DBX First Quarter 2024 Investor Presentation
DBX First Quarter 2024 Investor PresentationDBX First Quarter 2024 Investor Presentation
DBX First Quarter 2024 Investor PresentationDropbox
 
Modular Monolith - a Practical Alternative to Microservices @ Devoxx UK 2024
Modular Monolith - a Practical Alternative to Microservices @ Devoxx UK 2024Modular Monolith - a Practical Alternative to Microservices @ Devoxx UK 2024
Modular Monolith - a Practical Alternative to Microservices @ Devoxx UK 2024Victor Rentea
 
Vector Search -An Introduction in Oracle Database 23ai.pptx
Vector Search -An Introduction in Oracle Database 23ai.pptxVector Search -An Introduction in Oracle Database 23ai.pptx
Vector Search -An Introduction in Oracle Database 23ai.pptxRemote DBA Services
 
Platformless Horizons for Digital Adaptability
Platformless Horizons for Digital AdaptabilityPlatformless Horizons for Digital Adaptability
Platformless Horizons for Digital AdaptabilityWSO2
 
Mcleodganj Call Girls 🥰 8617370543 Service Offer VIP Hot Model
Mcleodganj Call Girls 🥰 8617370543 Service Offer VIP Hot ModelMcleodganj Call Girls 🥰 8617370543 Service Offer VIP Hot Model
Mcleodganj Call Girls 🥰 8617370543 Service Offer VIP Hot ModelDeepika Singh
 
Repurposing LNG terminals for Hydrogen Ammonia: Feasibility and Cost Saving
Repurposing LNG terminals for Hydrogen Ammonia: Feasibility and Cost SavingRepurposing LNG terminals for Hydrogen Ammonia: Feasibility and Cost Saving
Repurposing LNG terminals for Hydrogen Ammonia: Feasibility and Cost SavingEdi Saputra
 
Cloud Frontiers: A Deep Dive into Serverless Spatial Data and FME
Cloud Frontiers:  A Deep Dive into Serverless Spatial Data and FMECloud Frontiers:  A Deep Dive into Serverless Spatial Data and FME
Cloud Frontiers: A Deep Dive into Serverless Spatial Data and FMESafe Software
 
MS Copilot expands with MS Graph connectors
MS Copilot expands with MS Graph connectorsMS Copilot expands with MS Graph connectors
MS Copilot expands with MS Graph connectorsNanddeep Nachan
 
Six Myths about Ontologies: The Basics of Formal Ontology
Six Myths about Ontologies: The Basics of Formal OntologySix Myths about Ontologies: The Basics of Formal Ontology
Six Myths about Ontologies: The Basics of Formal Ontologyjohnbeverley2021
 
Rising Above_ Dubai Floods and the Fortitude of Dubai International Airport.pdf
Rising Above_ Dubai Floods and the Fortitude of Dubai International Airport.pdfRising Above_ Dubai Floods and the Fortitude of Dubai International Airport.pdf
Rising Above_ Dubai Floods and the Fortitude of Dubai International Airport.pdfOrbitshub
 
Biography Of Angeliki Cooney | Senior Vice President Life Sciences | Albany, ...

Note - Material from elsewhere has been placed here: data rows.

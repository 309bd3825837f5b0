// src/shared/errores.rs

use actix_web::http::StatusCode;
use actix_web::{HttpResponse, ResponseError};
use thiserror::Error;
use tracing::{error, warn};

use super::shared_structs::GenericResponse;
use crate::backend::ErrorRemoto;
use crate::carrito::ErrorCarrito;

/// Error de las rutas del panel. Se convierte en una respuesta
/// `GenericResponse` con `status = "error"`.
#[derive(Debug, Error)]
pub enum AppError {
    #[error(transparent)]
    Carrito(#[from] ErrorCarrito),

    #[error(transparent)]
    Remoto(#[from] ErrorRemoto),

    #[error("{0}")]
    Validacion(String),

    #[error("{0}")]
    NoEncontrado(String),

    #[error("{0}")]
    NoAutorizado(String),

    #[error("Error interno: {0}")]
    Interno(String),
}

impl ResponseError for AppError {
    fn status_code(&self) -> StatusCode {
        match self {
            AppError::Carrito(ErrorCarrito::EnvioEnCurso) => StatusCode::CONFLICT,
            AppError::Carrito(_) | AppError::Validacion(_) => StatusCode::BAD_REQUEST,
            AppError::Remoto(ErrorRemoto::Http { status, .. }) => StatusCode::from_u16(*status)
                .ok()
                .filter(|s| s.is_client_error())
                .unwrap_or(StatusCode::BAD_GATEWAY),
            AppError::Remoto(_) => StatusCode::BAD_GATEWAY,
            AppError::NoEncontrado(_) => StatusCode::NOT_FOUND,
            AppError::NoAutorizado(_) => StatusCode::UNAUTHORIZED,
            AppError::Interno(_) => StatusCode::INTERNAL_SERVER_ERROR,
        }
    }

    fn error_response(&self) -> HttpResponse {
        let status = self.status_code();
        if status.is_server_error() {
            error!(status = status.as_u16(), error = %self, "error al procesar la solicitud");
        } else {
            warn!(status = status.as_u16(), error = %self, "solicitud rechazada");
        }
        HttpResponse::build(status).json(GenericResponse::error(self.to_string()))
    }
}
// src/ventas/ventas_structs.rs

use bigdecimal::BigDecimal;
use serde::{Deserialize, Serialize};

use crate::backend::Entidad;
use crate::carrito::{LineaCarrito, TipoLinea, Transaccion};

/// Tipos de línea de una venta a cliente.
#[derive(Debug, Clone, Copy, PartialEq, Eq, PartialOrd, Ord, Hash, Serialize, Deserialize)]
#[serde(rename_all = "lowercase")]
pub enum TipoVenta {
    Producto,
    Servicio,
}

impl TipoLinea for TipoVenta {
    const TODOS: &'static [Self] = &[TipoVenta::Producto, TipoVenta::Servicio];

    fn etiqueta(self) -> &'static str {
        match self {
            TipoVenta::Producto => "producto",
            TipoVenta::Servicio => "servicio",
        }
    }

    fn entidad(self) -> Entidad {
        match self {
            TipoVenta::Producto => Entidad::Productos,
            TipoVenta::Servicio => Entidad::Servicios,
        }
    }
}

/// Ítem individual de una venta: solo id y cantidad.
#[derive(Debug, Clone, PartialEq, Serialize)]
pub struct LineaVentaDto {
    pub id: i64,
    pub cantidad: BigDecimal,
}

/// Cuerpo de `POST ventas`.
///
/// No lleva precios: el backend vuelve a tomar el precio de su catálogo al
/// registrar la venta. Esta asimetría con `CompraDto` es parte del contrato.
#[derive(Debug, Clone, PartialEq, Serialize)]
pub struct VentaDto {
    pub cliente_id: i64,
    pub productos: Vec<LineaVentaDto>,
    pub servicios: Vec<LineaVentaDto>,
}

impl VentaDto {
    pub fn total_lineas(&self) -> usize {
        self.productos.len() + self.servicios.len()
    }
}

#[derive(Debug, Clone, Copy)]
pub struct Venta;

impl Transaccion for Venta {
    type Tipo = TipoVenta;
    type Dto = VentaDto;

    const NOMBRE: &'static str = "venta";
    const CONTRAPARTE: &'static str = "cliente";
    const ENTIDAD_CONTRAPARTE: Entidad = Entidad::Clientes;
    const RUTA_CREACION: &'static str = "ventas";

    fn armar_dto(cliente_id: i64, lineas: &[LineaCarrito<TipoVenta>]) -> VentaDto {
        let (productos, servicios): (Vec<_>, Vec<_>) = lineas
            .iter()
            .partition(|l| l.tipo == TipoVenta::Producto);

        let a_dto = |l: &LineaCarrito<TipoVenta>| LineaVentaDto {
            id: l.id,
            cantidad: l.cantidad.clone(),
        };

        VentaDto {
            cliente_id,
            productos: productos.into_iter().map(a_dto).collect(),
            servicios: servicios.into_iter().map(a_dto).collect(),
        }
    }
}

Biography Of Angeliki Cooney | Senior Vice President Life Sciences | Albany, ...Biography Of Angeliki Cooney | Senior Vice President Life Sciences | Albany, ...

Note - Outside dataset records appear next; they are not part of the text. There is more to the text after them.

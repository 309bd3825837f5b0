// src/catalogo/catalogo_router.rs

use actix_web::{get, web, HttpResponse};
use serde_json::json;

use crate::backend::{ConsultaPagina, Entidad};
use crate::carrito::formato::formatear_bs;
use crate::shared::{AppError, GenericResponse};
use crate::usuarios::AuthenticatedUser;
use crate::AppState;

/// Listado paginado de un catálogo para los selectores del formulario.
/// Acepta `page`, `perPage` y `search`.
#[get("/catalogo/{entidad}")]
pub async fn listar_catalogo(
    data: web::Data<AppState>,
    entidad: web::Path<Entidad>,
    consulta: web::Query<ConsultaPagina>,
    usuario: AuthenticatedUser,
) -> Result<HttpResponse, AppError> {
    let entidad = entidad.into_inner();
    let pagina = data.catalogo.listar(entidad, &consulta, usuario.token()).await?;

    Ok(HttpResponse::Ok().json(GenericResponse::exito(
        format!("Listado de {}", entidad.ruta()),
        pagina,
    )))
}

/// Tasa oficial del dólar con la que se calculan los montos en bolívares.
#[get("/tasa")]
pub async fn ver_tasa(data: web::Data<AppState>) -> HttpResponse {
    HttpResponse::Ok().json(GenericResponse::exito(
        "Tasa del día",
        json!({
            "dollar_oficial": data.tasa.valor(),
            "formateada": formatear_bs(data.tasa.valor()),
        }),
    ))
}

#[get("/salud")]
pub async fn salud() -> HttpResponse {
    HttpResponse::Ok().json(GenericResponse::exito("ok", json!({ "servicio": "cerrajeria_w" })))
}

Biography Of Angeliki Cooney | Senior Vice President Life Sciences | Albany, ...Angeliki Cooney
 
Apidays New York 2024 - Scaling API-first by Ian Reasor and Radu Cotescu, Adobe
Apidays New York 2024 - Scaling API-first by Ian Reasor and Radu Cotescu, AdobeApidays New York 2024 - Scaling API-first by Ian Reasor and Radu Cotescu, Adobe
Apidays New York 2024 - Scaling API-first by Ian Reasor and Radu Cotescu, Adobeapidays
 
ICT role in 21st century education and its challenges
ICT role in 21st century education and its challengesICT role in 21st century education and its challenges
ICT role in 21st century education and its challengesrafiqahmad00786416
 
EMPOWERMENT TECHNOLOGY GRADE 11 QUARTER 2 REVIEWER
EMPOWERMENT TECHNOLOGY GRADE 11 QUARTER 2 REVIEWEREMPOWERMENT TECHNOLOGY GRADE 11 QUARTER 2 REVIEWER
EMPOWERMENT TECHNOLOGY GRADE 11 QUARTER 2 REVIEWERMadyBayot
 

Kürzlich hochgeladen (20)

DEV meet-up UiPath Document Understanding May 7 2024 Amsterdam
DEV meet-up UiPath Document Understanding May 7 2024 AmsterdamDEV meet-up UiPath Document Understanding May 7 2024 Amsterdam
DEV meet-up UiPath Document Understanding May 7 2024 Amsterdam
 
presentation ICT roal in 21st century education
presentation ICT roal in 21st century educationpresentation ICT roal in 21st century education
presentation ICT roal in 21st century education
 
Web Form Automation for Bonterra Impact Management (fka Social Solutions Apri...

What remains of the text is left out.